*Problem to solve*. In the data below, find every line with the word "coordinates" and copy it.

==================================================

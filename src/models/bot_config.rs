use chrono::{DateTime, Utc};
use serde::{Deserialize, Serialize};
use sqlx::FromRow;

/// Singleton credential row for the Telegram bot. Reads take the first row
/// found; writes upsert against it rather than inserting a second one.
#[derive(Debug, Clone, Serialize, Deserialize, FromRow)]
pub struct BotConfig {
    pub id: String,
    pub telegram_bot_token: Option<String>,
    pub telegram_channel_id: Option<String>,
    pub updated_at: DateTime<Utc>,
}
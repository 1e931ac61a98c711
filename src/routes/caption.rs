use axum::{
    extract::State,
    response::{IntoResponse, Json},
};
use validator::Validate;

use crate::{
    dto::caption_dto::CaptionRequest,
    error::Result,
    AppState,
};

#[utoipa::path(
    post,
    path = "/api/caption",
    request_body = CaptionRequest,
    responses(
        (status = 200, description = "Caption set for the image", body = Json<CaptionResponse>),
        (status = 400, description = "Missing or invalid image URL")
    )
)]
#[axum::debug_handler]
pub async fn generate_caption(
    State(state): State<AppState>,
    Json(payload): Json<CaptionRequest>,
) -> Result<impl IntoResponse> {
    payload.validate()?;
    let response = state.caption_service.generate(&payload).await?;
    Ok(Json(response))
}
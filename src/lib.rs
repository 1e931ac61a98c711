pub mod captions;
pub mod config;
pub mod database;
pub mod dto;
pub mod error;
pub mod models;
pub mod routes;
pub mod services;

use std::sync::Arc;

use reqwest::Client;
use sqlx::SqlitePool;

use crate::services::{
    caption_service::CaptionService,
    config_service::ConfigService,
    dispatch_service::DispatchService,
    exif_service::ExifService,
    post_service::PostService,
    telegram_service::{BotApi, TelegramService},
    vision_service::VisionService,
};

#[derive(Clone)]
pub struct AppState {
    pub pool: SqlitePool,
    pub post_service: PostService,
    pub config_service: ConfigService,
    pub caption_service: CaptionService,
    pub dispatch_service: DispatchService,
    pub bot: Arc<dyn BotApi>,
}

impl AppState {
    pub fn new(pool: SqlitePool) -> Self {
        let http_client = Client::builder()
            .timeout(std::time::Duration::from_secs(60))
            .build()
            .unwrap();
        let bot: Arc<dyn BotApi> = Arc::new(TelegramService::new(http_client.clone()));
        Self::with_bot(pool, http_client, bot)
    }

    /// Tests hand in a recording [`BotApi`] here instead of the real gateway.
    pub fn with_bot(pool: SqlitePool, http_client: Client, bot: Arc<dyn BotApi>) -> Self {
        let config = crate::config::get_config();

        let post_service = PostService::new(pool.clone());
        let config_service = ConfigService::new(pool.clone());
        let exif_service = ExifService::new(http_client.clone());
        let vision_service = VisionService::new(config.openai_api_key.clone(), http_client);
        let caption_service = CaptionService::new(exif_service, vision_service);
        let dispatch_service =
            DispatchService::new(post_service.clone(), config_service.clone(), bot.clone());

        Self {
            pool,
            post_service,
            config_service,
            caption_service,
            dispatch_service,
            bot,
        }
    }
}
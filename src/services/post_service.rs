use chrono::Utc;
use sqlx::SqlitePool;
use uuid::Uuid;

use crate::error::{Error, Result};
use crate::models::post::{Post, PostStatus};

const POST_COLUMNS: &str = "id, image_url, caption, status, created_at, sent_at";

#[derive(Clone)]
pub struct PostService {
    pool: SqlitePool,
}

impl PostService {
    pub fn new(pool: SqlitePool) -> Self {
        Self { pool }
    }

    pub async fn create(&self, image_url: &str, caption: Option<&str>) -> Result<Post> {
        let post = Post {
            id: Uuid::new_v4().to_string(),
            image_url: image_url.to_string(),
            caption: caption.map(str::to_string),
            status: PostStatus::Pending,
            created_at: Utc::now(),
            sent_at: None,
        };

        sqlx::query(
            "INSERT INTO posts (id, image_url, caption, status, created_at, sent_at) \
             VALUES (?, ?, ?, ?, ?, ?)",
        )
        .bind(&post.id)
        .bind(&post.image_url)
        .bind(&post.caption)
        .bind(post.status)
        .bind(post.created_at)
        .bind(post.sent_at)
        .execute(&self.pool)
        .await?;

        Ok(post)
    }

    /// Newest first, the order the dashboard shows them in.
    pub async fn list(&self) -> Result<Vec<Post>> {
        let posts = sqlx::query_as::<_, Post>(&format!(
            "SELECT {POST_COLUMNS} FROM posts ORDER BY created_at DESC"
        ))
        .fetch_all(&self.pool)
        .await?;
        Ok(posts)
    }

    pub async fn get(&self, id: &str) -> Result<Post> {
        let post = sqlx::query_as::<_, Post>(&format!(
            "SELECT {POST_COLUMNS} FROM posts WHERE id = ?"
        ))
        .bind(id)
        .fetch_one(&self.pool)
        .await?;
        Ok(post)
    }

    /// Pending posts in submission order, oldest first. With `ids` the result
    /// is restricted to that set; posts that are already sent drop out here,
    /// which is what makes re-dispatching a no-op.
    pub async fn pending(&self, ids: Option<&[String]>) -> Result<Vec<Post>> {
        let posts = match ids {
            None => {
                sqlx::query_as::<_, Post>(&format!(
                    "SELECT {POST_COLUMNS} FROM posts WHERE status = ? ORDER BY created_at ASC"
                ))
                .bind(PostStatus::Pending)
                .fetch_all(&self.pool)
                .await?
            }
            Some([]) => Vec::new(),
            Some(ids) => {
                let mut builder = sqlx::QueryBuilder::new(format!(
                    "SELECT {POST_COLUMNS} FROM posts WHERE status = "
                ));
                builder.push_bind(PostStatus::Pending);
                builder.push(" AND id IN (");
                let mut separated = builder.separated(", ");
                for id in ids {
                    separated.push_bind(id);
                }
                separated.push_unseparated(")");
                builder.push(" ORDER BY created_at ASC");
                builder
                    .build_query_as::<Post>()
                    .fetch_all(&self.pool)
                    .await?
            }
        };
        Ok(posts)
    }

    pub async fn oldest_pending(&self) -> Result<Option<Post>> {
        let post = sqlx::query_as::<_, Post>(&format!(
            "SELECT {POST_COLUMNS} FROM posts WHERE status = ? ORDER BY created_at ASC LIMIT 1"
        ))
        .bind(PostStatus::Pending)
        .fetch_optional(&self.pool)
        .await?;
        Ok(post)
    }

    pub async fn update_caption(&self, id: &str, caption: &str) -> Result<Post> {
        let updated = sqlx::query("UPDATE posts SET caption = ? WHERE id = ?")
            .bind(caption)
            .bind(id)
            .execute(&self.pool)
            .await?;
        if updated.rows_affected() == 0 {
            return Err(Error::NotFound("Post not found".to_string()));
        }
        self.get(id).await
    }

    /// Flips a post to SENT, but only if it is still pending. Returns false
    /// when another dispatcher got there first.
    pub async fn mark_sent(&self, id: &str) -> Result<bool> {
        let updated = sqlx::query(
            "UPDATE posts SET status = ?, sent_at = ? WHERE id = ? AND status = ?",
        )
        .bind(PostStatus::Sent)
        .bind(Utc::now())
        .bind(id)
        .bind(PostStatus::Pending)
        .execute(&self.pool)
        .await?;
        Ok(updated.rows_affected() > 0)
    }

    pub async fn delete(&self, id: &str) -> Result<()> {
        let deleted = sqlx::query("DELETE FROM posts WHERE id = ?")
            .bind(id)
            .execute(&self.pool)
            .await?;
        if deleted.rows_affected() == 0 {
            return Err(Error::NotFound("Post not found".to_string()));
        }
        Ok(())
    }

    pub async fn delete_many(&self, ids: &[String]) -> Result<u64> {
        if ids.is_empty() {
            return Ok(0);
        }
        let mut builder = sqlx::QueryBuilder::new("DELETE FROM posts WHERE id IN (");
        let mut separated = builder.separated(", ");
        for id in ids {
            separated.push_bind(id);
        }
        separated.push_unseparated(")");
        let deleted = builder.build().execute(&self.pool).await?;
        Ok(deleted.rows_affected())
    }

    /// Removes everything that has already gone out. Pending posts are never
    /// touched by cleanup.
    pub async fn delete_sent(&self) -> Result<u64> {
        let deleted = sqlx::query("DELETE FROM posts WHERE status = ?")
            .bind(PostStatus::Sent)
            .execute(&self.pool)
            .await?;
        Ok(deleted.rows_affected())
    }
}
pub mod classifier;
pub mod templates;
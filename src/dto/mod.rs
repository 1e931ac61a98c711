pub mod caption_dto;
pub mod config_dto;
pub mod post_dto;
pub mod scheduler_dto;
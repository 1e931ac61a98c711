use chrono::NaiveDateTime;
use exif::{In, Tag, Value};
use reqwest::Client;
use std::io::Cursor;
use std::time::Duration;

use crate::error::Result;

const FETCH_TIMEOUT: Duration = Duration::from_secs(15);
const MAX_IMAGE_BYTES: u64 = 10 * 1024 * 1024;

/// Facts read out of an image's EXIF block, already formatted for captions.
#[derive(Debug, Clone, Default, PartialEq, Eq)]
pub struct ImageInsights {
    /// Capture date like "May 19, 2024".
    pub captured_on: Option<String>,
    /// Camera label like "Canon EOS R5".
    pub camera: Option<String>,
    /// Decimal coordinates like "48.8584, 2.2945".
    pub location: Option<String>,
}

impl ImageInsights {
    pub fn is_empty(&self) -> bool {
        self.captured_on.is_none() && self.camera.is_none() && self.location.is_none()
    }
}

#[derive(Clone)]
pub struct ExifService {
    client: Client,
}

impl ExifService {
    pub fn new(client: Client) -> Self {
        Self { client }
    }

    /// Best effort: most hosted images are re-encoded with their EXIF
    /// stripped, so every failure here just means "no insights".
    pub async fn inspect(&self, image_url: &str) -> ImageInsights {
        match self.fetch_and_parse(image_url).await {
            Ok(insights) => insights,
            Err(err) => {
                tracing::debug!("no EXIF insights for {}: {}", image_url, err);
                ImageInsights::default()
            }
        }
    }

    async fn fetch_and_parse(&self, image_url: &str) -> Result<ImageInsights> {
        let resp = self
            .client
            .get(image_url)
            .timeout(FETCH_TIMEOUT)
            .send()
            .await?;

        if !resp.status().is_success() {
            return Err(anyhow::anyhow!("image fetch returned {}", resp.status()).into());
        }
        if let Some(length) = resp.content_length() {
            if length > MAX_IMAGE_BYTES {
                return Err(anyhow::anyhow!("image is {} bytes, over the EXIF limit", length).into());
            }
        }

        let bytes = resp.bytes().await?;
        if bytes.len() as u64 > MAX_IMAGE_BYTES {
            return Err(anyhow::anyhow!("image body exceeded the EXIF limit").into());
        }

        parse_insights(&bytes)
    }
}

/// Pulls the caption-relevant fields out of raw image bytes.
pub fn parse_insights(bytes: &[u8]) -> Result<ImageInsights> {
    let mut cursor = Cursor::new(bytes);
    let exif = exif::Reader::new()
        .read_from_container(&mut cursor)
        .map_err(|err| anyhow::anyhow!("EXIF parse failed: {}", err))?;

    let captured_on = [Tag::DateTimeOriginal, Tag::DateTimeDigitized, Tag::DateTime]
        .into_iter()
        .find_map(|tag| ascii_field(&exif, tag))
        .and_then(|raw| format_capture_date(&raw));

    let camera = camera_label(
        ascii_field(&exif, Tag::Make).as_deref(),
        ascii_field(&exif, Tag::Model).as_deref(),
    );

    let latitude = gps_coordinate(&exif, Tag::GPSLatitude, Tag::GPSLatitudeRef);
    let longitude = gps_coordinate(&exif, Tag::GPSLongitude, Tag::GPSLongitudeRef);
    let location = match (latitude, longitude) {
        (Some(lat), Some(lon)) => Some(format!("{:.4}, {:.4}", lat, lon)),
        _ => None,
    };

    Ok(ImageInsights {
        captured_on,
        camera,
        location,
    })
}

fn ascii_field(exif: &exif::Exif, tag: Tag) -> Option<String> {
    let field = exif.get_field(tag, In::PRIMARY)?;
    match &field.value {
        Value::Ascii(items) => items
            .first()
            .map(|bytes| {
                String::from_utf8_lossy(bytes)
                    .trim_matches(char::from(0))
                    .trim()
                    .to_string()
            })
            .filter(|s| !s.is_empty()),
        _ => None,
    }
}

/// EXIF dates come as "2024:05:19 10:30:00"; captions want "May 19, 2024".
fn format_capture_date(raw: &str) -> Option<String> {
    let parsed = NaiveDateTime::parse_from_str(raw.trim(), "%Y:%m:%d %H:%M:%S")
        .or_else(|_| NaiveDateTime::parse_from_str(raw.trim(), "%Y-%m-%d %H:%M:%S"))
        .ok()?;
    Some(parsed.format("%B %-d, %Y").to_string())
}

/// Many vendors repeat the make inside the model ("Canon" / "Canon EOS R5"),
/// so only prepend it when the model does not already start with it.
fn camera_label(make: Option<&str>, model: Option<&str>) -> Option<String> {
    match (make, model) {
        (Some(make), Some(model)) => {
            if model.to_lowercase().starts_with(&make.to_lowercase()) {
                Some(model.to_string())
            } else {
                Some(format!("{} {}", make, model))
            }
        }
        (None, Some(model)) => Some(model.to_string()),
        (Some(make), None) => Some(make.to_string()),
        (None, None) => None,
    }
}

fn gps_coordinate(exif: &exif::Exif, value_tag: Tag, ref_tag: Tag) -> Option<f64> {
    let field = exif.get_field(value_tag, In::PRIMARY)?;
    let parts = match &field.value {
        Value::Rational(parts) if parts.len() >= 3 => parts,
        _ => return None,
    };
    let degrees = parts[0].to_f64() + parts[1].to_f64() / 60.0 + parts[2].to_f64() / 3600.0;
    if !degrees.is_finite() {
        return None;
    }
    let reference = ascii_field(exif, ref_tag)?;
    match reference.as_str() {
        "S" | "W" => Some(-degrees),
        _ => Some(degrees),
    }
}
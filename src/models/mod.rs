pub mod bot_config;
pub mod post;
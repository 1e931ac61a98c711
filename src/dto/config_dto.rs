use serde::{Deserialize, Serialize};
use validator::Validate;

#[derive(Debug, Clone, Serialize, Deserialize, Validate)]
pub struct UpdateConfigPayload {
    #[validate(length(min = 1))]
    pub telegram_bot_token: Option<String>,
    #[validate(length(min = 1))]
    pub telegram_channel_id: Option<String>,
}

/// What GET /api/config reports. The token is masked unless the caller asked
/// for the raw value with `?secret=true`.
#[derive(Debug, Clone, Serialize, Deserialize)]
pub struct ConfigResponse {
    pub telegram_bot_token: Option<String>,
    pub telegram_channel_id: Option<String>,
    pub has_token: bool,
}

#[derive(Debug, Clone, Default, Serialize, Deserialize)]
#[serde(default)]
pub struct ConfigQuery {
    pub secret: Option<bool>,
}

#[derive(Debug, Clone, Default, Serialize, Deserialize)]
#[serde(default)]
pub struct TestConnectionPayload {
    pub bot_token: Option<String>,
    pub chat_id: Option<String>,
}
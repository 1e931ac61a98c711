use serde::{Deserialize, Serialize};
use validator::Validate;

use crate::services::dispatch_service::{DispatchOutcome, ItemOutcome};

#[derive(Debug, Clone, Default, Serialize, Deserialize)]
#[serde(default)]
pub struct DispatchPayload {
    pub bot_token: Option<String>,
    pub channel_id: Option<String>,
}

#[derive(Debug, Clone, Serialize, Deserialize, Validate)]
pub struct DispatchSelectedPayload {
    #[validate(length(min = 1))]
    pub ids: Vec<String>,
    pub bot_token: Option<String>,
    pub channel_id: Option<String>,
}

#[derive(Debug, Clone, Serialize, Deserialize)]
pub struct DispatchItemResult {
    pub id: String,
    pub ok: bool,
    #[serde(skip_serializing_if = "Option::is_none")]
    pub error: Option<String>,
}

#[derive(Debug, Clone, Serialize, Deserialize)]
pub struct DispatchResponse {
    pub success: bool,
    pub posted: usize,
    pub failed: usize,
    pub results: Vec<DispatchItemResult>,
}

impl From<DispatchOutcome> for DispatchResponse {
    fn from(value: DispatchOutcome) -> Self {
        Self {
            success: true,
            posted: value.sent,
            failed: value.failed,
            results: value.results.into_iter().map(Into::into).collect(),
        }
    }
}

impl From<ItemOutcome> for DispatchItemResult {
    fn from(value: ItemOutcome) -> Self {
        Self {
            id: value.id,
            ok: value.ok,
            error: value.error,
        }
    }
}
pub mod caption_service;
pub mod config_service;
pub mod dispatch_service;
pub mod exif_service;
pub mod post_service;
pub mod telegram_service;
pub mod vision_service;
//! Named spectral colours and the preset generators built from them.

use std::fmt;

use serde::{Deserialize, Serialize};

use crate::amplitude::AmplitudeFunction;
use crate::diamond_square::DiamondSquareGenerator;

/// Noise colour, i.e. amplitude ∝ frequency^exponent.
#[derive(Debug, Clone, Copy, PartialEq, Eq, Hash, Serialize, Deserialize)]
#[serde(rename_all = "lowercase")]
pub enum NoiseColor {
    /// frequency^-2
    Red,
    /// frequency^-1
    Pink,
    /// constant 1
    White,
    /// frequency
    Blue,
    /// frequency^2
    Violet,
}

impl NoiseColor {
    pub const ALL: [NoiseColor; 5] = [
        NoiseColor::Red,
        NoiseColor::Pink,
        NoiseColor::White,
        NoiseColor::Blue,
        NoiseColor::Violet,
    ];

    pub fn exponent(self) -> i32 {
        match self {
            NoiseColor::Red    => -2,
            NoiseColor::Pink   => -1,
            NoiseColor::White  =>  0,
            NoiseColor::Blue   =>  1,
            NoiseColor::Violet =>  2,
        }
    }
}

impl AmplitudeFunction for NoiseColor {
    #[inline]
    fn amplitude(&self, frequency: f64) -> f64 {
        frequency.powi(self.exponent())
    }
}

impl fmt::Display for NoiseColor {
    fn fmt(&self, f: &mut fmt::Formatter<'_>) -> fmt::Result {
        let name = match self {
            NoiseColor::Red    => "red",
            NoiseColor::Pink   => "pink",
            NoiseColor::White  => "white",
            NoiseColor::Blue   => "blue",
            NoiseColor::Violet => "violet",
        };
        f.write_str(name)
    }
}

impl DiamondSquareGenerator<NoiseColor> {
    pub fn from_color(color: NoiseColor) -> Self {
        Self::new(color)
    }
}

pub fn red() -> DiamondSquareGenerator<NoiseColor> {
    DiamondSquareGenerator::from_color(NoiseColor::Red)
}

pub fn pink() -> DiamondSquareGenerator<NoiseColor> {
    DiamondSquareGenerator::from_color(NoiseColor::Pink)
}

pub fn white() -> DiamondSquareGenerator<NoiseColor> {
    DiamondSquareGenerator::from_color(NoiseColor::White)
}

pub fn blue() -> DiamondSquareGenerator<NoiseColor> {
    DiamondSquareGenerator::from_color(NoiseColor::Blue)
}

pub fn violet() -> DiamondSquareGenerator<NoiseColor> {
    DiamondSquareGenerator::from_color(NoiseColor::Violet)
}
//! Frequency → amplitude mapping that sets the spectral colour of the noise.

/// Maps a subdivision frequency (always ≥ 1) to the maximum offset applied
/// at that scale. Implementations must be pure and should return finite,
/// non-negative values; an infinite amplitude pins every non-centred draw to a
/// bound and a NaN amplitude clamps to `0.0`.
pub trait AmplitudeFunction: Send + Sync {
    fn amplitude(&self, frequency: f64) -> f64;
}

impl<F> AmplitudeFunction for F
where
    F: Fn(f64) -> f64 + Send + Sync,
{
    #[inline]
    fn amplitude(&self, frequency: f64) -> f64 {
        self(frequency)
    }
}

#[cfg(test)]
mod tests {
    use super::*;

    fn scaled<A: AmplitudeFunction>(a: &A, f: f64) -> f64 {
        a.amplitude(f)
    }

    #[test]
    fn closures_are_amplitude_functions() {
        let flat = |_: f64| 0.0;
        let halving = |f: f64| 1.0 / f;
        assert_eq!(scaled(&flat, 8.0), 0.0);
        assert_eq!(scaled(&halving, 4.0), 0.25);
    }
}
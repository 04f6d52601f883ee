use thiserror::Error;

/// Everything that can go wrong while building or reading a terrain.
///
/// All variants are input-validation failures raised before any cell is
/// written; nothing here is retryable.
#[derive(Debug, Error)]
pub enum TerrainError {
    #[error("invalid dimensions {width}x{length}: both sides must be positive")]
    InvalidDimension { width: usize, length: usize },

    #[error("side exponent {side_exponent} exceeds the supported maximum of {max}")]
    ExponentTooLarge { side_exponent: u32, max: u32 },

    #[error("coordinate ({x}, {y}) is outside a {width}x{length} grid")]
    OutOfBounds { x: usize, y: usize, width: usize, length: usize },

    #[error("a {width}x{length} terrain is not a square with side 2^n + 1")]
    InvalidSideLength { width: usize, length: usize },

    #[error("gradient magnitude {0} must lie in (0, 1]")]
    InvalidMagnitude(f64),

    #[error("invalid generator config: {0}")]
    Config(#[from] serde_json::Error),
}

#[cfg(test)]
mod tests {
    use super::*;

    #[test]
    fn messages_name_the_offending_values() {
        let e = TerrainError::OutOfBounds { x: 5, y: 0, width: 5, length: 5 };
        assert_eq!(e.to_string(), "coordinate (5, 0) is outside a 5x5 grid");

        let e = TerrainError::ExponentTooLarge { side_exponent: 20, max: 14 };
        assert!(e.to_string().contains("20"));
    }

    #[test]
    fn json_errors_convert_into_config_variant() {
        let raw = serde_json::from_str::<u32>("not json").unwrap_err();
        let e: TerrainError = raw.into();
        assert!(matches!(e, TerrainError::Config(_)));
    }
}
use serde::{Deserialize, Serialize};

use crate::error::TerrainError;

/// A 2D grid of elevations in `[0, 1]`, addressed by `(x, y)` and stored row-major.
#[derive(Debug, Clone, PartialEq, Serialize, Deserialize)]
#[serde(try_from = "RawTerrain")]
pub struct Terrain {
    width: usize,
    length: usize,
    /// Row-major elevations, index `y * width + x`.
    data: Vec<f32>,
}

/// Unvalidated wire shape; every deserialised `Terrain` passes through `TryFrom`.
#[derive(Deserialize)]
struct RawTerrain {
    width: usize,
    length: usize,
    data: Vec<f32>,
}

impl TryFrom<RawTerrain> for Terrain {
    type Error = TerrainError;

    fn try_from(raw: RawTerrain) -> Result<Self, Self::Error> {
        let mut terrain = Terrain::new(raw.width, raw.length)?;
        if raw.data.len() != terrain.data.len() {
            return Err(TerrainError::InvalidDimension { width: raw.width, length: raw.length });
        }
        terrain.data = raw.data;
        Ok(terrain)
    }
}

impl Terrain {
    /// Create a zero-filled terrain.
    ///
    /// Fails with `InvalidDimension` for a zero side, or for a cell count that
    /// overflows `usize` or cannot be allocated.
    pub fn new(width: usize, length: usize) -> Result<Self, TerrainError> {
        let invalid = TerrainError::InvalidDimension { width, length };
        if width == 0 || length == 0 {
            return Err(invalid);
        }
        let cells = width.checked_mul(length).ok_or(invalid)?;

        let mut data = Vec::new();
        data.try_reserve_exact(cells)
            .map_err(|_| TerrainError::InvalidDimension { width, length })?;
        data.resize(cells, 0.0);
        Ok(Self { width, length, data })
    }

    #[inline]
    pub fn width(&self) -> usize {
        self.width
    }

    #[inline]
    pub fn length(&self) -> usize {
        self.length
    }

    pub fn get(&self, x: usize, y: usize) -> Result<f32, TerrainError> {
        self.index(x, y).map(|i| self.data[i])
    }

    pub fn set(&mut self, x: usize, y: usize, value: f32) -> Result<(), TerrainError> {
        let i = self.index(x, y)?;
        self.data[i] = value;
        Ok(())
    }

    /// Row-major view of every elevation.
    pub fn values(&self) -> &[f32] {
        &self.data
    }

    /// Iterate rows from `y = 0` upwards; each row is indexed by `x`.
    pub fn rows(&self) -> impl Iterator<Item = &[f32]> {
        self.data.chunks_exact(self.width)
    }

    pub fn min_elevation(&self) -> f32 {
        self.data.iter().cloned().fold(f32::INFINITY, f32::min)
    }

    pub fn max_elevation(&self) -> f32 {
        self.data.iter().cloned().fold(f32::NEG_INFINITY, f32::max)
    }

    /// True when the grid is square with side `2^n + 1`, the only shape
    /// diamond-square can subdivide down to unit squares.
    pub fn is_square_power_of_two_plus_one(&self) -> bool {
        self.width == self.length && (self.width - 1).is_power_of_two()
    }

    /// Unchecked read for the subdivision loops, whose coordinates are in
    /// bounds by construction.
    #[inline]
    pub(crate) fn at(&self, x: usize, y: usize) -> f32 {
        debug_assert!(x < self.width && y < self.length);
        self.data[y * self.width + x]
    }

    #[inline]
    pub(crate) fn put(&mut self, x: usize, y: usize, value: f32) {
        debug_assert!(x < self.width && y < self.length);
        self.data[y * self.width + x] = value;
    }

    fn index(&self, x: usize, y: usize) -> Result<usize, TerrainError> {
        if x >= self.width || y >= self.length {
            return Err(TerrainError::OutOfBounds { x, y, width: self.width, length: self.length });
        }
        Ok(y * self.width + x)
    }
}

==================================================

*Your solution*.
    /// Decimal coordinates like "48.8584, 2.2945".
    /// Unchecked read for the subdivision loops, whose coordinates are in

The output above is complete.